Vaccine Rollout Snags Stifle Energy Demand Rebound

(The views and opinions expressed in this article are those of the attributed sources and do not necessarily reflect the position of Rigzone or the author.)
Although the pace at which the pharmaceutical industry has developed COVID-19 vaccines has garnered widespread praise, the rate at which individuals have been vaccinated has drawn some criticism. The recovery in energy demand hinges largely on the success of the vaccine rollout, and complications in various vaccination programs are affecting the rebound’s trajectory, point out two of Rigzone’s regular oil market-watchers. Read on for their perspectives.
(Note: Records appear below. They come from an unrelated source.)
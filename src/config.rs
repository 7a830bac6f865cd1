//! Service configuration, read from the environment (and `.env` if present).

use std::time::Duration;

use crate::utils::RetryConfig;

#[derive(Debug, thiserror::Error)]
pub enum ConfigError {
    #[error("{name} must be a valid {expected}, got {value:?}")]
    Invalid {
        name: &'static str,
        expected: &'static str,
        value: String,
    },
}

#[derive(Debug, Clone, PartialEq)]
pub struct DatabaseConfig {
    /// PostgreSQL connection URL
    pub url: String,
    pub max_connections: u32,
}

#[derive(Debug, Clone)]
pub struct Config {
    /// `None` runs against the in-memory store
    pub database: Option<DatabaseConfig>,
    /// Port of the /metrics and /health endpoint
    pub metrics_port: u16,
    /// Backoff for the deferred cook transition
    pub cook_retry: RetryConfig,
}

impl Config {
    /// Load configuration from environment variables
    pub fn from_env() -> Result<Self, ConfigError> {
        Self::from_lookup(|name| std::env::var(name).ok())
    }

    fn from_lookup(lookup: impl Fn(&str) -> Option<String>) -> Result<Self, ConfigError> {
        let database = match lookup("DATABASE_URL").filter(|url| !url.is_empty()) {
            Some(url) => Some(DatabaseConfig {
                url,
                max_connections: parse_or(&lookup, "DB_MAX_CONNECTIONS", "u32", 5)?,
            }),
            None => None,
        };

        let attempts: u32 = parse_or(&lookup, "COOK_RETRY_ATTEMPTS", "u32", 3)?;

        Ok(Self {
            database,
            metrics_port: parse_or(&lookup, "METRICS_PORT", "port number", 9090)?,
            cook_retry: RetryConfig {
                initial_delay: Duration::from_millis(200),
                ..RetryConfig::default()
            }
            .with_max_attempts(attempts),
        })
    }
}

fn parse_or<T: std::str::FromStr>(
    lookup: &impl Fn(&str) -> Option<String>,
    name: &'static str,
    expected: &'static str,
    default: T,
) -> Result<T, ConfigError> {
    match lookup(name) {
        None => Ok(default),
        Some(value) => value.trim().parse().map_err(|_| ConfigError::Invalid {
            name,
            expected,
            value,
        }),
    }
}
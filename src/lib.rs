//! Restaurant order lifecycle: order placement, deferred cooking, bulk
//! cancel/checkout and status notifications over a transactional store.

pub mod config;
pub mod db;
pub mod domain;
pub mod metrics;
pub mod notifications;
pub mod store;
pub mod utils;

pub use domain::order::{OrderError, OrderLifecycleEngine};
Tom Seng, Director – School of Energy Economics, Policy and Commerce, University of Tulsa’s Collins College of Business: Now that the Biden/Harris team has been officially certified as the winners of the 2020 U.S. presidential election, the markets will attempt to ascertain exactly what the new administration’s impact will be on the oil industry. The speed, or lack thereof, of the vaccine rollout will play an important role in determining just how quickly energy demand will rebound in the coming months. Also, it will be interesting to see how high oil prices will rise without a substantial increase in demand and, if they do continue their upward path, just how long the Saudis will maintain their output cuts.
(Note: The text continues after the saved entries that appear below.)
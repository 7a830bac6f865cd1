// Private module declaration
mod server;

use prometheus::{Histogram, HistogramOpts, IntCounter, IntCounterVec, Opts, Registry};

// Re-export for public API
pub use server::start_metrics_server;

// ============================================================================
// Metrics Module - Prometheus metrics for the order lifecycle
// ============================================================================
//
// Provides metrics for:
// - Order creation and line-item additions
// - Status transitions (bulk cancel/complete, deferred cooking)
// - Outcomes of deferred cook transitions
// - Subscriber failures during dispatch
//
// All metrics are registered with Prometheus and can be scraped via /metrics
// ============================================================================

/// Outcome label values for `cook_outcomes_total`
pub const COOK_OUTCOME_COOKED: &str = "cooked";
pub const COOK_OUTCOME_SUPERSEDED: &str = "superseded";
pub const COOK_OUTCOME_FAILED: &str = "failed";

pub struct Metrics {
    registry: Registry,

    // Order Metrics
    pub orders_created: IntCounter,
    pub line_items_added: IntCounter,
    pub order_preparation_seconds: Histogram,

    // Lifecycle Metrics
    pub status_transitions: IntCounterVec,
    pub cook_outcomes: IntCounterVec,

    // Notification Metrics
    pub notification_failures: IntCounter,
}

impl Metrics {
    pub fn new() -> anyhow::Result<Self> {
        let registry = Registry::new();

        let orders_created = IntCounter::new("orders_created_total", "Total orders created")?;
        registry.register(Box::new(orders_created.clone()))?;

        let line_items_added = IntCounter::new(
            "line_items_added_total",
            "Total line items added to existing orders",
        )?;
        registry.register(Box::new(line_items_added.clone()))?;

        let order_preparation_seconds = Histogram::with_opts(
            HistogramOpts::new(
                "order_preparation_seconds",
                "Total preparation time computed at order creation",
            )
            .buckets(vec![30.0, 60.0, 300.0, 600.0, 1200.0, 1800.0, 3600.0]),
        )?;
        registry.register(Box::new(order_preparation_seconds.clone()))?;

        let status_transitions = IntCounterVec::new(
            Opts::new("order_status_transitions_total", "Orders moved into a status"),
            &["status"],
        )?;
        registry.register(Box::new(status_transitions.clone()))?;

        let cook_outcomes = IntCounterVec::new(
            Opts::new("cook_outcomes_total", "Deferred cook transitions by outcome"),
            &["outcome"],
        )?;
        registry.register(Box::new(cook_outcomes.clone()))?;

        let notification_failures = IntCounter::new(
            "notification_failures_total",
            "Dispatches aborted by a failing subscriber",
        )?;
        registry.register(Box::new(notification_failures.clone()))?;

        Ok(Self {
            registry,
            orders_created,
            line_items_added,
            order_preparation_seconds,
            status_transitions,
            cook_outcomes,
            notification_failures,
        })
    }

    /// Get the Prometheus registry for exposing metrics via HTTP
    pub fn registry(&self) -> &Registry {
        &self.registry
    }

    pub fn record_order_created(&self, preparation_secs: f64) {
        self.orders_created.inc();
        self.order_preparation_seconds.observe(preparation_secs);
    }

    pub fn record_line_item_added(&self) {
        self.line_items_added.inc();
    }

    pub fn record_transitions(&self, status: &str, count: u64) {
        self.status_transitions.with_label_values(&[status]).inc_by(count);
    }

    pub fn record_cook_outcome(&self, outcome: &str) {
        self.cook_outcomes.with_label_values(&[outcome]).inc();
    }

    pub fn record_notification_failure(&self) {
        self.notification_failures.inc();
    }
}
Jamie Webster, Senior Director, Boston Consulting Group Center for Energy Impact: But for the coming week the focus is again on demand, for while vaccines are now in distribution mode, the pace is insufficient to reverse the downward movements in mobility as well as the resurgence in multiple jurisdictions for more lockdowns. It may be a new year and the solution to the vaccine is now in hand, but pandemic’s impact on demand is far from over.